Going digital poses a challenge for critical infrastructure operators

LONDON – The biggest challenge facing critical infrastructure is a push to go digital despite controls being dated, according to a panel speaking at this week's InfoSecurity Europe.

For example, the control systems used by Network Rail, which owns and operates Britain's rail infrastructure, is made up of an electro-mechanical infrastructure. However, Peter Gibbons, head of information security at Network Rail, said the company is in the process of making it more computerized.

Gibbons said his team has to apply new sets of practices to accompany the updated control setup.

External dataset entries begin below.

//! Annotation data models
//!
//! An annotation is a user highlight pinned to one chapter of a publication.
//! Records are position independent: they carry the chapter's absolute href and
//! a fractional progression instead of any live DOM reference.

use chrono::{DateTime, Utc};
use serde::{Deserialize, Serialize};
use uuid::Uuid;

use crate::publication::Locator;

/// Highlight rendering style
#[derive(Debug, Clone, Copy, Serialize, Deserialize, PartialEq, Eq, Hash, Default)]
#[serde(rename_all = "lowercase")]
pub enum AnnotationMarker {
    /// Background fill behind the selected text
    #[default]
    Highlight,
    /// Bottom border under the selected text
    Underline,
}

impl AnnotationMarker {
    pub fn as_str(self) -> &'static str {
        match self {
            Self::Highlight => "highlight",
            Self::Underline => "underline",
        }
    }
}

impl std::fmt::Display for AnnotationMarker {
    fn fmt(&self, f: &mut std::fmt::Formatter<'_>) -> std::fmt::Result {
        f.write_str(self.as_str())
    }
}

/// Description of the text the user selected
#[derive(Debug, Clone, Serialize, Deserialize, PartialEq, Default)]
#[serde(rename_all = "camelCase")]
pub struct SelectionInfo {
    /// Selected text with markup and redundant whitespace removed
    pub clean_text: String,

    /// Serialized range description, opaque to this crate
    #[serde(default, skip_serializing_if = "serde_json::Value::is_null")]
    pub range_info: serde_json::Value,
}

/// Capture payload produced by the highlighter for one selection.
///
/// Owned exclusively by the annotation record that stores it.
#[derive(Debug, Clone, Serialize, Deserialize, PartialEq)]
#[serde(rename_all = "camelCase")]
pub struct HighlightPayload {
    /// Identifier of the highlight element in the rendered document
    pub id: String,

    /// Vertical offset of the selected range within the document, in pixels
    #[serde(skip_serializing_if = "Option::is_none")]
    pub position: Option<f64>,

    pub selection_info: SelectionInfo,

    /// Marker style applied when the payload is drawn
    #[serde(skip_serializing_if = "Option::is_none")]
    pub marker: Option<AnnotationMarker>,
}

impl HighlightPayload {
    pub fn new(id: impl Into<String>, clean_text: impl Into<String>) -> Self {
        Self {
            id: id.into(),
            position: None,
            selection_info: SelectionInfo {
                clean_text: clean_text.into(),
                range_info: serde_json::Value::Null,
            },
            marker: None,
        }
    }

    pub fn with_position(mut self, position: f64) -> Self {
        self.position = Some(position);
        self
    }

    pub fn with_range_info(mut self, range_info: serde_json::Value) -> Self {
        self.selection_info.range_info = range_info;
        self
    }
}

/// Position of an annotation inside its resource
#[derive(Debug, Clone, Copy, Serialize, Deserialize, PartialEq, Default)]
pub struct Locations {
    /// Fraction of the resource preceding the highlight, in `[0, 1]`
    pub progression: f64,
}

/// Plain-text snapshot shown in the sidebar preview
#[derive(Debug, Clone, Serialize, Deserialize, PartialEq, Default)]
pub struct AnnotationText {
    pub highlight: String,
}

/// A persisted, chapter-scoped highlight
#[derive(Debug, Clone, Serialize, Deserialize, PartialEq)]
#[serde(rename_all = "camelCase")]
pub struct Annotation {
    /// Local UUID at creation; replaced by the remote id once the remote confirms
    pub id: String,

    /// Absolute URL of the owning chapter
    pub href: String,

    pub locations: Locations,

    /// Creation timestamp, never modified
    pub created: DateTime<Utc>,

    /// Media type of the owning chapter at capture time
    #[serde(rename = "type", skip_serializing_if = "Option::is_none")]
    pub media_type: Option<String>,

    /// Title of the owning chapter at capture time
    #[serde(skip_serializing_if = "Option::is_none")]
    pub title: Option<String>,

    pub highlight: HighlightPayload,

    /// Hex color active in the highlighter at capture time
    pub color: String,

    pub marker: AnnotationMarker,

    pub text: AnnotationText,
}

impl Annotation {
    /// Generate a fresh local identifier
    pub fn new_local_id() -> String {
        Uuid::new_v4().to_string()
    }

    pub fn progression(&self) -> f64 {
        self.locations.progression
    }

    /// Locator pointing at this annotation, for navigation
    pub fn locator(&self) -> Locator {
        Locator {
            href: self.href.clone(),
            media_type: self.media_type.clone(),
            title: self.title.clone(),
            locations: crate::publication::LocatorLocations {
                progression: Some(self.locations.progression),
                fragment: None,
            },
        }
    }

    /// Payload as it should be drawn, carrying this record's marker
    pub fn render_payload(&self) -> HighlightPayload {
        let mut payload = self.highlight.clone();
        payload.marker = Some(self.marker);
        payload
    }
}

/// Seed document accepted at startup
#[derive(Debug, Clone, Serialize, Deserialize, Default)]
pub struct InitialAnnotations {
    #[serde(default)]
    pub highlights: Vec<Annotation>,
}

/// Clamp a raw progression into `[0, 1]`, mapping non-finite values to 0
pub fn clamp_progression(value: f64) -> f64 {
    if value.is_finite() {
        value.clamp(0.0, 1.0)
    } else {
        0.0
    }
}

#[cfg(test)]
mod tests {
    use super::*;

    fn sample() -> Annotation {
        Annotation {
            id: "a1".to_string(),
            href: "https://example.org/book/ch1.xhtml".to_string(),
            locations: Locations { progression: 0.25 },
            created: Utc::now(),
            media_type: Some("application/xhtml+xml".to_string()),
            title: Some("Chapter 1".to_string()),
            highlight: HighlightPayload::new("h1", "call me Ishmael").with_position(120.0),
            color: "#ff0000".to_string(),
            marker: AnnotationMarker::Underline,
            text: AnnotationText {
                highlight: "call me Ishmael".to_string(),
            },
        }
    }

    #[test]
    fn test_serializes_type_and_text_fields() {
        let json = serde_json::to_value(sample()).unwrap();
        assert_eq!(json["type"], "application/xhtml+xml");
        assert_eq!(json["text"]["highlight"], "call me Ishmael");
        assert_eq!(json["marker"], "underline");
        assert_eq!(json["locations"]["progression"], 0.25);
        assert_eq!(json["highlight"]["selectionInfo"]["cleanText"], "call me Ishmael");
    }

    #[test]
    fn test_render_payload_carries_marker() {
        let annotation = sample();
        assert_eq!(annotation.highlight.marker, None);
        assert_eq!(
            annotation.render_payload().marker,
            Some(AnnotationMarker::Underline)
        );
    }

    #[test]
    fn test_clamp_progression() {
        assert_eq!(clamp_progression(1.7), 1.0);
        assert_eq!(clamp_progression(-0.2), 0.0);
        assert_eq!(clamp_progression(f64::NAN), 0.0);
        assert_eq!(clamp_progression(0.4), 0.4);
    }

    #[test]
    fn test_seed_defaults_to_empty() {
        let seed: InitialAnnotations = serde_json::from_str("{}").unwrap();
        assert!(seed.highlights.is_empty());
    }
}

"The bigger challenge comes with the bits [of technology] that are already there," Gibbons said during a panel discussion on Wednesday. "Interlocking technology is hardware based, but it's not computerized and not programmable. When you start computerizing that, it becomes a real challenge."

Mark Jones, CISO at British Airports Authority (BAA), which runs the Heathrow Express, an airport rail that offers transportation from Heathrow Airport to central London, said his company is experiencing a cultural impediment.

As Heathrow Express is updated, Jones is tasked with ensuring workers who are familiar with the traditional system can collaborate with those who specialize in implementing the new system.

And even once the updates take place, there's a concern for a potential attack, Gibbons said, adding that Network Rail could "absolutely" be hacked.

"We're looking at a system that's largely based on Victorian technology," he said. "You look at the growth numbers and what the government wants us to do, and you can't do that with the technology we have. We have to put more trains onto the infrastructure, and to do that we can't use the current systems and signal boxes we're using."